ABOUT THIS TASK →
Only the lines from the beginning of the data below through the line containing "used by orientation" belong in the response, each copied exactly.

--------------------

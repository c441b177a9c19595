//! Targets: named scene objects with derived bounds, precomputed visibility
//! points, and the per-camera projection/framing/occlusion machinery that
//! properties read from (spec §3, §4.1).

use nalgebra::{Vector2, Vector3};
use rand::Rng;
use viewpoint_math::{
    polygon::{bounds_of, order_convex_points, polygon_area, sutherland_hodgman_clip},
    AxisAlignedBoundingBox, FrameAxis, Rect,
};

use crate::oracle::{CameraPose, LayerGuard, ObjectId, SceneOracle, SELF_OCCLUSION_LAYER};

/// How a target's precomputed visibility points (ray destinations for
/// occlusion queries) are generated.
#[derive(Copy, Clone, Debug, PartialEq, Eq)]
pub enum VisibilityMethod {
    /// Uniform-random points inside the AABB.
    Random,
    /// Fixed patterns anchored to the AABB's principal axes.
    UniformInBoundingBox,
    /// Outside-in raycasts from a Fibonacci sphere, keeping hits that land
    /// on the target's own geometry.
    OnMesh,
}

const MAX_VISIBILITY_POINTS: usize = 8;

/// Per-evaluation scratch produced by [`Target::render`]. Design note §9
/// calls for keeping this out of the target's persistent identity so a
/// problem could someday be evaluated from multiple threads; it is still
/// stored alongside the target for this single-threaded core (spec §5), but
/// it is always fully overwritten (never read-before-write) at the start of
/// each camera evaluation via [`Target::reset_scratch`].
#[derive(Clone, Debug, Default)]
pub struct RenderScratch {
    pub rendered: bool,
    pub behind_camera: bool,
    pub polygon: Vec<Vector2<f32>>,
    pub screen_min: Vector2<f32>,
    pub screen_max: Vector2<f32>,
    pub screen_area: f32,
    pub in_screen_ratio: f32,
}

pub struct Target {
    pub name: String,
    /// The object providing this target's stable local coordinate frame
    /// (spec §3 "a stable scene transform per target"), used by orientation
    /// properties and `ON_MESH` visibility sampling.
    pub frame_object: ObjectId,
    /// Objects whose union of AABBs determines on-screen size (renderables
    /// or colliders, per spec §3).
    pub size_sources: Vec<ObjectId>,
    /// Colliders that count as occluders of *other* targets but are ignored
    /// when testing this target's own occlusion.
    pub occluders: Vec<ObjectId>,
    pub n_rays: usize,
    pub visibility_method: VisibilityMethod,
    pub layers_to_exclude: u32,

    aabb: AxisAlignedBoundingBox,
    bounding_sphere_radius: f32,
    visibility_points: Vec<Vector3<f32>>,
    /// Indices into the owning `CameraMan`'s property arena that reference
    /// this target, used only by smart sampling (spec §9 design note).
    pub referencing_properties: Vec<usize>,

    pub scratch: RenderScratch,
}

impl Target {
    pub fn new(name: impl Into<String>, frame_object: ObjectId, size_sources: Vec<ObjectId>, occluders: Vec<ObjectId>) -> Self {
        Self {
            name: name.into(),
            frame_object,
            size_sources,
            occluders,
            n_rays: MAX_VISIBILITY_POINTS,
            visibility_method: VisibilityMethod::UniformInBoundingBox,
            layers_to_exclude: 0,
            aabb: AxisAlignedBoundingBox::default(),
            bounding_sphere_radius: 0.0,
            visibility_points: Vec::new(),
            referencing_properties: Vec::new(),
            scratch: RenderScratch::default(),
        }
    }

    pub fn aabb(&self) -> AxisAlignedBoundingBox {
        self.aabb
    }

    pub fn bounding_sphere_radius(&self) -> f32 {
        self.bounding_sphere_radius
    }

    pub fn visibility_points(&self) -> &[Vector3<f32>] {
        &self.visibility_points
    }

    pub fn reset_scratch(&mut self) {
        self.scratch = RenderScratch::default();
    }

    /// Recomputes the target's world AABB, bounding-sphere radius, and
    /// visibility points from the current scene state. Must be called
    /// whenever the scene moves (spec §3 lifecycle).
    pub fn update_bounds<O: SceneOracle + ?Sized>(&mut self, oracle: &O, rng: &mut impl Rng) {
        let mut aabb = AxisAlignedBoundingBox::default();
        for &id in &self.size_sources {
            let b = oracle.world_aabb(id);
            aabb.add_point(b.min);
            aabb.add_point(b.max);
        }
        if !aabb.is_valid() {
            aabb = AxisAlignedBoundingBox::from_point(Vector3::zeros());
        }
        self.aabb = aabb;
        self.bounding_sphere_radius = aabb.bounding_sphere_radius();
        self.visibility_points = self.generate_visibility_points(oracle, rng);
    }

    fn generate_visibility_points<O: SceneOracle + ?Sized>(&self, oracle: &O, rng: &mut impl Rng) -> Vec<Vector3<f32>> {
        let n = MAX_VISIBILITY_POINTS;
        match self.visibility_method {
            VisibilityMethod::Random => self.random_visibility_points(rng, n),
            VisibilityMethod::UniformInBoundingBox => self.structured_visibility_points(n, rng),
            VisibilityMethod::OnMesh => self.on_mesh_visibility_points(oracle, n),
        }
    }

    fn random_visibility_points(&self, rng: &mut impl Rng, n: usize) -> Vec<Vector3<f32>> {
        let mut points = Vec::with_capacity(n);
        // One point per occluding collider is seeded first when there are
        // more colliders than points to allocate (spec §4.1).
        for &id in self.occluders.iter().take(n) {
            let _ = id;
            points.push(viewpoint_math::random_point_in_box(rng, self.aabb.min, self.aabb.max));
        }
        while points.len() < n {
            points.push(viewpoint_math::random_point_in_box(rng, self.aabb.min, self.aabb.max));
        }
        points
    }

    fn structured_visibility_points(&self, n: usize, rng: &mut impl Rng) -> Vec<Vector3<f32>> {
        if n > 9 {
            return self.random_visibility_points(rng, n);
        }

        let center = self.aabb.center();
        let half = self.aabb.half_extents();
        let mut axes = [(0usize, half.x), (1usize, half.y), (2usize, half.z)];
        axes.sort_by(|a, b| b.1.partial_cmp(&a.1).unwrap_or(std::cmp::Ordering::Equal));

        let offset_along = |axis: usize, t: f32| {
            let mut p = center;
            p[axis] = self.aabb.min[axis] + t * (self.aabb.max[axis] - self.aabb.min[axis]);
            p
        };

        let mut points = vec![center];
        let quarter_points: Vec<Vector3<f32>> = axes
            .iter()
            .flat_map(|&(axis, _)| [offset_along(axis, 0.25), offset_along(axis, 0.75)])
            .collect();
        points.extend(quarter_points);
        points.truncate(n.max(1));
        points
    }

    fn on_mesh_visibility_points<O: SceneOracle + ?Sized>(&self, oracle: &O, n: usize) -> Vec<Vector3<f32>> {
        let center = self.aabb.center();
        let radius = self.bounding_sphere_radius.max(1.0e-3);
        let mut hits = Vec::with_capacity(n);
        for dir in viewpoint_math::fibonacci_sphere(n) {
            let origin = center + dir * (radius * 2.0);
            if let Some(hit) = oracle.linecast(origin, center, 0) {
                if self.size_sources.contains(&hit.object_id) {
                    // Approximate the hit point as the ray's entry into the
                    // AABB along the cast direction, since the oracle
                    // reports the object hit, not the exact surface point.
                    hits.push(origin + (center - origin) * 0.5);
                }
            }
        }
        if hits.is_empty() {
            vec![center; n.max(1)]
        } else {
            while hits.len() < n {
                let i = hits.len() % hits.len().max(1);
                hits.push(hits[i]);
            }
            hits.truncate(n);
            hits
        }
    }

    /// Projects the target's silhouette for `camera` and stores the result
    /// in `self.scratch`. Idempotent per call site: callers (properties)
    /// check `scratch.rendered` first so a target is projected at most once
    /// per camera evaluation even when several properties reference it
    /// (spec §4.3).
    pub fn render<O: SceneOracle + ?Sized>(&mut self, camera: &CameraPose, oracle: &O, clip: Rect) {
        if self.scratch.rendered {
            return;
        }
        self.scratch.rendered = true;

        let visible_world = self.aabb.visible_vertices(camera.position);
        if visible_world.is_empty() {
            // Eye inside the AABB (spec §4.1 step 1).
            self.scratch.screen_area = 0.0;
            self.scratch.in_screen_ratio = 0.0;
            self.scratch.polygon.clear();
            self.scratch.screen_min = Vector2::zeros();
            self.scratch.screen_max = Vector2::zeros();
            return;
        }

        let mut behind_camera = false;
        let mut projected: Vec<Vector2<f32>> = Vec::with_capacity(visible_world.len());
        for world_vertex in &visible_world {
            let p = oracle.project(camera, *world_vertex);
            if p.z < 0.0 {
                behind_camera = true;
                continue;
            }
            projected.push(Vector2::new(p.x, p.y));
        }
        self.scratch.behind_camera = behind_camera;

        if projected.len() < 3 {
            self.scratch.screen_area = 0.0;
            self.scratch.in_screen_ratio = if behind_camera { 0.5 } else { 0.0 };
            self.scratch.polygon.clear();
            return;
        }

        order_convex_points(&mut projected);
        let unclipped_area = polygon_area(&projected).min(1.0);

        let clipped = sutherland_hodgman_clip(&projected, clip);
        let clipped_area = if clipped.len() < 3 {
            0.0
        } else {
            polygon_area(&clipped).min(1.0)
        };

        self.scratch.polygon = clipped.clone();
        self.scratch.screen_area = clipped_area;
        if let Some((min, max)) = bounds_of(&clipped) {
            self.scratch.screen_min = min;
            self.scratch.screen_max = max;
        } else {
            self.scratch.screen_min = Vector2::zeros();
            self.scratch.screen_max = Vector2::zeros();
        }

        let was_clipped = clipped.len() != projected.len()
            || (clipped_area - unclipped_area).abs() > 1.0e-6;

        self.scratch.in_screen_ratio = if behind_camera && !was_clipped {
            0.5
        } else if unclipped_area < 1.0e-5 {
            0.0
        } else {
            let ratio = clipped_area / unclipped_area;
            if ratio > 1.0 {
                if was_clipped {
                    0.0
                } else {
                    1.0
                }
            } else {
                ratio
            }
        };
    }

    /// Ratio of the target's already-clipped silhouette that also falls
    /// inside `frame` (spec §4.1 "Framing ratio").
    pub fn framing_ratio(&self, frame: Rect) -> f32 {
        if self.scratch.screen_area < 1.0e-5 {
            return 0.0;
        }
        let clipped = sutherland_hodgman_clip(&self.scratch.polygon, frame);
        if clipped.len() < 3 {
            return 0.0;
        }
        (polygon_area(&clipped) / self.scratch.screen_area).min(1.0)
    }

    /// Fraction of `n_rays` visibility-point rays blocked by scene geometry
    /// other than this target's own colliders (spec §4.1 "Occlusion").
    pub fn compute_occlusion<O: SceneOracle + ?Sized>(
        &self,
        camera_pos: Vector3<f32>,
        oracle: &O,
        n_rays: usize,
        double_sided: bool,
        random_rays: bool,
        rng: &mut impl Rng,
    ) -> f32 {
        if self.visibility_points.is_empty() {
            return 0.0;
        }
        let n_rays = n_rays.min(self.visibility_points.len()).max(1);

        // Own colliders move to a reserved bit the linecast mask below always
        // excludes, independent of the caller's `layers_to_exclude`, so a
        // target's own geometry never self-occludes its own rays.
        let guards: Vec<LayerGuard<'_, O>> = self
            .occluders
            .iter()
            .chain(self.size_sources.iter())
            .map(|&id| LayerGuard::new(oracle, id, SELF_OCCLUSION_LAYER))
            .collect();
        let mask = self.layers_to_exclude | SELF_OCCLUSION_LAYER;

        let points: Vec<Vector3<f32>> = if random_rays {
            (0..n_rays)
                .map(|_| self.visibility_points[rng.gen_range(0..self.visibility_points.len())])
                .collect()
        } else {
            self.visibility_points.iter().take(n_rays).copied().collect()
        };

        let mut occluded = 0usize;
        for point in points {
            let forward_blocked = oracle.linecast(camera_pos, point, mask).is_some();
            let blocked = if double_sided {
                forward_blocked || oracle.linecast(point, camera_pos, mask).is_some()
            } else {
                forward_blocked
            };
            if blocked {
                occluded += 1;
            }
        }

        drop(guards);
        (occluded as f32 / n_rays as f32).min(1.0)
    }

    /// Angle in degrees between `vector` and the named local axis of this
    /// target's frame, as reported by the oracle (spec §4.1 "Angle with axis").
    pub fn angle_with_axis<O: SceneOracle + ?Sized>(&self, vector: Vector3<f32>, oracle: &O, axis: FrameAxis) -> f32 {
        let (right, up, forward, world_up) = oracle.local_axes(self.frame_object);
        viewpoint_math::angle_with_axis(vector, right, up, forward, world_up, axis)
    }
}

#[cfg(test)]
mod tests {
    use super::*;
    use crate::test_support::MockOracle;

    #[test]
    fn eye_inside_target_has_zero_area_and_ratio() {
        let mut oracle = MockOracle::new();
        let id = oracle.add_box(Vector3::zeros(), Vector3::new(1.0, 1.0, 1.0));
        let mut target = Target::new("t", id, vec![id], vec![]);
        let mut rng = rand::thread_rng();
        target.update_bounds(&oracle, &mut rng);

        let camera = CameraPose::look_at(
            Vector3::zeros(),
            Vector3::new(0.0, 0.0, 1.0),
            0.0,
            60.0f32.to_radians(),
            1.0,
        );
        target.render(&camera, &oracle, Rect::full_viewport());
        assert_eq!(target.scratch.screen_area, 0.0);
        assert_eq!(target.scratch.in_screen_ratio, 0.0);
    }

    #[test]
    fn fully_visible_box_has_ratio_near_one() {
        let mut oracle = MockOracle::new();
        let id = oracle.add_box(Vector3::new(0.0, 0.0, 5.0), Vector3::new(1.0, 1.0, 1.0));
        let mut target = Target::new("t", id, vec![id], vec![]);
        let mut rng = rand::thread_rng();
        target.update_bounds(&oracle, &mut rng);

        let camera = CameraPose::look_at(
            Vector3::new(0.0, 0.0, -5.0),
            Vector3::new(0.0, 0.0, 5.0),
            0.0,
            90.0f32.to_radians(),
            1.0,
        );
        target.render(&camera, &oracle, Rect::full_viewport());
        assert!(target.scratch.in_screen_ratio > 0.9, "ratio={}", target.scratch.in_screen_ratio);
    }

    #[test]
    fn render_is_idempotent_per_evaluation() {
        let mut oracle = MockOracle::new();
        let id = oracle.add_box(Vector3::new(0.0, 0.0, 5.0), Vector3::new(1.0, 1.0, 1.0));
        let mut target = Target::new("t", id, vec![id], vec![]);
        let mut rng = rand::thread_rng();
        target.update_bounds(&oracle, &mut rng);

        let camera = CameraPose::look_at(Vector3::new(0.0, 0.0, -5.0), Vector3::new(0.0, 0.0, 5.0), 0.0, 1.0, 1.0);
        target.render(&camera, &oracle, Rect::full_viewport());
        let area_first = target.scratch.screen_area;
        // A second render() call with a different camera must not overwrite
        // scratch until reset_scratch() is called.
        let other_camera = CameraPose::look_at(Vector3::new(10.0, 10.0, -5.0), Vector3::new(0.0, 0.0, 5.0), 0.0, 1.0, 1.0);
        target.render(&other_camera, &oracle, Rect::full_viewport());
        assert_eq!(target.scratch.screen_area, area_first);
    }
}
//! PSO solver: canonical global-best Particle Swarm Optimization with
//! linearly decreasing inertia, seeded by uniform and "smart" samples
//! (spec §4.6).

use std::time::Instant;

use rand::rngs::StdRng;
use rand::{Rng, SeedableRng};

use crate::camera_man::CameraMan;
use crate::candidate::Candidate;
use crate::domain::Range;
use crate::log;
use crate::oracle::SceneOracle;

const MAX_CANDIDATES: usize = 300;
const MIN_CANDIDATES: usize = 1;
const HARD_ITERATION_CAP: u32 = 3000;
const STEADY_VELOCITY_FRACTION: f32 = 0.001;

/// Why a `solve` call stopped.
#[derive(Copy, Clone, Debug, PartialEq, Eq)]
pub enum ExitCondition {
    TimeLimitReached,
    SatisfactionThresholdReached,
    Continuing,
}

impl ExitCondition {
    pub fn code(self) -> i32 {
        match self {
            ExitCondition::TimeLimitReached => 0,
            ExitCondition::SatisfactionThresholdReached => 1,
            ExitCondition::Continuing => 2,
        }
    }
}

/// A recorded global-best snapshot (spec §6 "Viewpoint output record").
#[derive(Clone, Debug)]
pub struct Viewpoint {
    pub params: Vec<f32>,
    /// `[objective, property_1, property_2, ...]`, index-aligned with the
    /// evaluator's property arena.
    pub satisfactions: Vec<f32>,
    pub in_screen_ratios: Vec<f32>,
    pub iteration: u32,
}

impl Viewpoint {
    /// The sentinel viewpoint returned when a `solve` call produces no
    /// valid global best (spec §6, §7 "NoSolution").
    pub fn sentinel(property_count: usize) -> Self {
        Self {
            params: vec![0.0, 0.0, 0.0, 1.0, 0.0, 0.0, 0.0, 60.0],
            satisfactions: vec![-1.0; property_count.max(1)],
            in_screen_ratios: vec![0.0; property_count.max(1)],
            iteration: 0,
        }
    }
}

pub struct PsoSolver {
    pub evaluator: CameraMan,
    candidates: Vec<Candidate>,
    num_active: usize,
    random_fraction: f32,
    c1: f32,
    c2: f32,
    w_max: f32,
    w_min: f32,

    max_sat: f32,
    exit_condition: ExitCondition,
    iter: u32,
    iter_of_best: u32,
    time_limit_s: f32,
    t0: Option<Instant>,
    elapsed: f32,
    ranges: Vec<Range>,
    global_best_index: usize,
    steady_particles: bool,
    pub best_history: Vec<Viewpoint>,
    rng: StdRng,
}

impl PsoSolver {
    pub fn new(evaluator: CameraMan, seed: u64) -> Self {
        let dims = evaluator.dimensions();
        let ranges = evaluator.domain.ranges();
        let num_active = 40usize.min(MAX_CANDIDATES);
        Self {
            candidates: (0..num_active).map(|_| Candidate::new(dims)).collect(),
            num_active,
            random_fraction: 0.3,
            c1: 1.7,
            c2: 1.7,
            w_max: 0.9,
            w_min: 0.4,
            max_sat: 0.95,
            exit_condition: ExitCondition::Continuing,
            iter: 0,
            iter_of_best: 0,
            time_limit_s: 0.0,
            t0: None,
            elapsed: 0.0,
            ranges,
            global_best_index: 0,
            steady_particles: false,
            best_history: Vec::new(),
            rng: StdRng::seed_from_u64(seed),
            evaluator,
        }
    }

    pub fn exit_condition(&self) -> ExitCondition {
        self.exit_condition
    }

    pub fn iter(&self) -> u32 {
        self.iter
    }

    pub fn steady_particles(&self) -> bool {
        self.steady_particles
    }

    /// Sets swarm size, the uniform-vs-smart seeding split, and the PSO
    /// constants, clamping each to a sane range and logging a warning when
    /// the caller's value was out of bounds (spec's Camera Man/solver
    /// external-interfaces surface, spec §6).
    pub fn set_parameters(&mut self, n_candidates: usize, random_fraction: f32, pso_constants: [f32; 4]) {
        let clamped_n = n_candidates.clamp(MIN_CANDIDATES, MAX_CANDIDATES);
        if clamped_n != n_candidates {
            log::warn(format!(
                "requested {n_candidates} candidates, clamped to {clamped_n} (allowed range [{MIN_CANDIDATES}, {MAX_CANDIDATES}])"
            ));
        }
        let dims = self.evaluator.dimensions();
        self.candidates.resize_with(clamped_n, || Candidate::new(dims));
        self.num_active = clamped_n;

        let clamped_fraction = random_fraction.clamp(0.0, 1.0);
        if (clamped_fraction - random_fraction).abs() > f32::EPSILON {
            log::warn(format!("random_fraction {random_fraction} clamped to {clamped_fraction}"));
        }
        self.random_fraction = clamped_fraction;

        let [c1, c2, w_max, w_min] = pso_constants;
        self.c1 = c1.max(0.0);
        self.c2 = c2.max(0.0);
        self.w_max = w_max.max(w_min.max(0.0));
        self.w_min = w_min.max(0.0).min(self.w_max);
        if w_min > w_max {
            log::warn(format!("w_min ({w_min}) > w_max ({w_max}); swapped to keep the inertia schedule decreasing"));
        }
    }

    /// Populates the swarm (spec §4.6 "Initialization"): copies any
    /// externally seeded candidates, fills a uniform-random fraction, and
    /// distributes the remainder as smart samples across the target list.
    pub fn initialize<O: SceneOracle + ?Sized>(&mut self, initial_candidates: &[Vec<f32>], oracle: &O) {
        let n = self.num_active;
        let seeded = initial_candidates.len().min(n);
        for (i, params) in initial_candidates.iter().take(seeded).enumerate() {
            self.candidates[i].seed(params.clone());
        }

        let random_count = ((n as f32) * self.random_fraction).floor() as usize;
        let random_end = random_count.max(seeded);
        for candidate in self.candidates.iter_mut().take(random_end).skip(seeded) {
            let params = self.evaluator.random_viewpoint(&mut self.rng);
            candidate.seed(params);
        }

        let target_count = self.evaluator.targets.len().max(1);
        for (offset, candidate) in self.candidates.iter_mut().skip(random_end).enumerate() {
            let target_index = offset % target_count;
            let params = if self.evaluator.targets.is_empty() {
                self.evaluator.random_viewpoint(&mut self.rng)
            } else {
                // `smart_random_viewpoint` needs `&mut CameraMan`, which is
                // already borrowed by `self.evaluator` here; sample via a
                // temporary solver-owned RNG split to avoid aliasing.
                Self::smart_sample(&mut self.evaluator, target_index, oracle, &mut self.rng)
            };
            candidate.seed(params);
        }

        self.iter = 0;
        self.iter_of_best = 0;
        self.exit_condition = ExitCondition::Continuing;
        self.best_history.clear();
        self.global_best_index = 0;
    }

    fn smart_sample<O: SceneOracle + ?Sized>(evaluator: &mut CameraMan, target_index: usize, oracle: &O, rng: &mut StdRng) -> Vec<f32> {
        evaluator.smart_random_viewpoint(target_index, oracle, rng)
    }

    fn inertia_weight(&self) -> f32 {
        if self.time_limit_s <= 0.0 {
            return self.w_min;
        }
        let t = self.elapsed;
        let decay_window = 0.85 * self.time_limit_s;
        if decay_window <= 0.0 {
            return self.w_min;
        }
        let w = self.w_max - t * (self.w_max - self.w_min) / decay_window;
        w.max(self.w_min)
    }

    /// Runs PSO until the time budget, satisfaction threshold, or the hard
    /// 3000-iteration cap is reached, returning the best viewpoint found (or
    /// the sentinel if none was, spec §6/§7).
    #[allow(clippy::too_many_arguments)]
    pub fn solve<O: SceneOracle + ?Sized>(
        &mut self,
        time_limit_ms: u64,
        sat_threshold: f32,
        initial_candidates: &[Vec<f32>],
        check_geometry: bool,
        init: bool,
        oracle: &O,
    ) -> Viewpoint {
        self.time_limit_s = time_limit_ms as f32 / 1000.0;
        self.max_sat = sat_threshold;
        self.t0 = Some(Instant::now());
        self.elapsed = 0.0;

        if init {
            self.initialize(initial_candidates, oracle);
        } else {
            self.iter = 0;
            self.exit_condition = ExitCondition::Continuing;
        }

        // A warm start reuses candidates (and their cumulative
        // `times_out_of_domain`) from a prior `solve` call; only count
        // out-of-domain iterations from this call when judging whether a
        // candidate is chronically stuck.
        let out_of_domain_baseline: Vec<u32> = self.candidates.iter().map(|c| c.times_out_of_domain).collect();

        loop {
            self.elapsed = self.t0.map(|t0| t0.elapsed().as_secs_f32()).unwrap_or(0.0);
            if self.elapsed >= self.time_limit_s {
                self.exit_condition = ExitCondition::TimeLimitReached;
                break;
            }
            if self.best_history.last().map(|v| v.satisfactions[0] >= self.max_sat).unwrap_or(false) {
                self.exit_condition = ExitCondition::SatisfactionThresholdReached;
                break;
            }
            if self.iter >= HARD_ITERATION_CAP {
                self.exit_condition = ExitCondition::TimeLimitReached;
                break;
            }

            self.iter += 1;
            self.run_iteration(check_geometry, oracle);
        }

        self.warn_chronically_out_of_domain(&out_of_domain_baseline);

        match self.best_history.last().cloned() {
            Some(viewpoint) => {
                log::info(format!(
                    "solve finished after {} iteration(s) ({:?}): satisfaction={:.4}, found at iteration {}",
                    self.iter, self.exit_condition, viewpoint.satisfactions[0], self.iter_of_best
                ));
                viewpoint
            }
            None => {
                log::err(format!(
                    "solve found no valid viewpoint in {} iteration(s) ({:?}); returning the NoSolution sentinel",
                    self.iter, self.exit_condition
                ));
                Viewpoint::sentinel(self.evaluator.properties.len())
            }
        }
    }

    /// Warns once per `solve` call about any candidate that was out of
    /// domain on every iteration of this call, since such a candidate never
    /// contributed an evaluation and likely signals a domain that is too
    /// tight around its seed (spec §1 ambient diagnostics). `baseline` is
    /// each candidate's `times_out_of_domain` before this call started, so a
    /// warm start's carried-over count doesn't inflate the tally.
    fn warn_chronically_out_of_domain(&self, baseline: &[u32]) {
        if self.iter == 0 {
            return;
        }
        let stuck = self
            .candidates
            .iter()
            .zip(baseline)
            .filter(|(c, &before)| c.times_out_of_domain - before >= self.iter)
            .count();
        if stuck > 0 {
            log::warn(format!(
                "{stuck} of {} candidate(s) were out of domain for all {} iteration(s) of this solve",
                self.num_active, self.iter
            ));
        }
    }

    fn run_iteration<O: SceneOracle + ?Sized>(&mut self, check_geometry: bool, oracle: &O) {
        let w = self.inertia_weight();
        let global_best_position = self.candidates[self.global_best_index].best_position.clone();
        let mut all_steady = true;

        for i in 0..self.num_active {
            if self.iter > 1 {
                self.update_velocity_and_position(i, w, &global_best_position, &mut all_steady);
            }

            let params = self.candidates[i].position.clone();
            let in_domain = self.evaluator.in_domain_checked(&params, oracle, check_geometry);
            self.candidates[i].in_domain = in_domain;

            let evaluation = if !in_domain {
                self.candidates[i].times_out_of_domain += 1;
                -2.0
            } else if self.evaluator.update(&params).is_err() {
                -2.0
            } else {
                let threshold = self.candidates[i].best_evaluation;
                self.evaluator.evaluate(oracle, threshold, &mut self.rng)
            };
            self.candidates[i].evaluation = evaluation;

            if evaluation >= 0.0 {
                if evaluation > self.candidates[i].best_evaluation {
                    self.candidates[i].best_evaluation = evaluation;
                    self.candidates[i].best_position = params.clone();
                    self.candidates[i].best_iteration = self.iter;
                }

                let current_best = self.candidates[self.global_best_index].best_evaluation;
                if evaluation > current_best || (i == self.global_best_index && evaluation >= current_best) {
                    self.global_best_index = i;
                    self.iter_of_best = self.iter;
                    let (satisfactions, ratios) = self.evaluator.snapshot();
                    self.best_history.push(Viewpoint {
                        params,
                        satisfactions,
                        in_screen_ratios: ratios,
                        iteration: self.iter,
                    });
                }
            }
        }

        self.steady_particles = all_steady;
    }

    fn update_velocity_and_position(&mut self, i: usize, w: f32, global_best_position: &[f32], all_steady: &mut bool) {
        let dims = self.candidates[i].dimensions();
        for j in 0..dims {
            let r1: f32 = self.rng.gen_range(0.0..1.0);
            let r2: f32 = self.rng.gen_range(0.0..1.0);
            let range = self.ranges.get(j).copied().unwrap_or(Range::new(-1.0, 1.0)).span().max(1.0e-6);

            let candidate = &mut self.candidates[i];
            let personal = candidate.best_position[j] - candidate.position[j];
            let social = global_best_position[j] - candidate.position[j];
            let mut v = w * candidate.velocity[j] + self.c1 * r1 * personal + self.c2 * r2 * social;
            v = v.clamp(-range, range);
            candidate.velocity[j] = v;
            candidate.position[j] += v;

            if v.abs() > STEADY_VELOCITY_FRACTION * range {
                *all_steady = false;
            }
        }
    }
}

--------------------

RESULT OF THE TASK →
repository c441b177a9c19595
//! Targets: named scene objects with derived bounds, precomputed visibility
//! points, and the per-camera projection/framing/occlusion machinery that
//! properties read from (spec §3, §4.1).

use nalgebra::{Vector2, Vector3};
use rand::Rng;
use viewpoint_math::{
    polygon::{bounds_of, order_convex_points, polygon_area, sutherland_hodgman_clip},
    AxisAlignedBoundingBox, FrameAxis, Rect,
};

use crate::oracle::{CameraPose, LayerGuard, ObjectId, SceneOracle, SELF_OCCLUSION_LAYER};

/// How a target's precomputed visibility points (ray destinations for
/// occlusion queries) are generated.
#[derive(Copy, Clone, Debug, PartialEq, Eq)]
pub enum VisibilityMethod {
    /// Uniform-random points inside the AABB.
    Random,
    /// Fixed patterns anchored to the AABB's principal axes.
    UniformInBoundingBox,
    /// Outside-in raycasts from a Fibonacci sphere, keeping hits that land
    /// on the target's own geometry.
    OnMesh,
}

const MAX_VISIBILITY_POINTS: usize = 8;

/// Per-evaluation scratch produced by [`Target::render`]. Design note §9
/// calls for keeping this out of the target's persistent identity so a
/// problem could someday be evaluated from multiple threads; it is still
/// stored alongside the target for this single-threaded core (spec §5), but
/// it is always fully overwritten (never read-before-write) at the start of
/// each camera evaluation via [`Target::reset_scratch`].
#[derive(Clone, Debug, Default)]
pub struct RenderScratch {
    pub rendered: bool,
    pub behind_camera: bool,
    pub polygon: Vec<Vector2<f32>>,
    pub screen_min: Vector2<f32>,
    pub screen_max: Vector2<f32>,
    pub screen_area: f32,
    pub in_screen_ratio: f32,
}

pub struct Target {
    pub name: String,
    /// The object providing this target's stable local coordinate frame
    /// (spec §3 "a stable scene transform per target"), used by orientation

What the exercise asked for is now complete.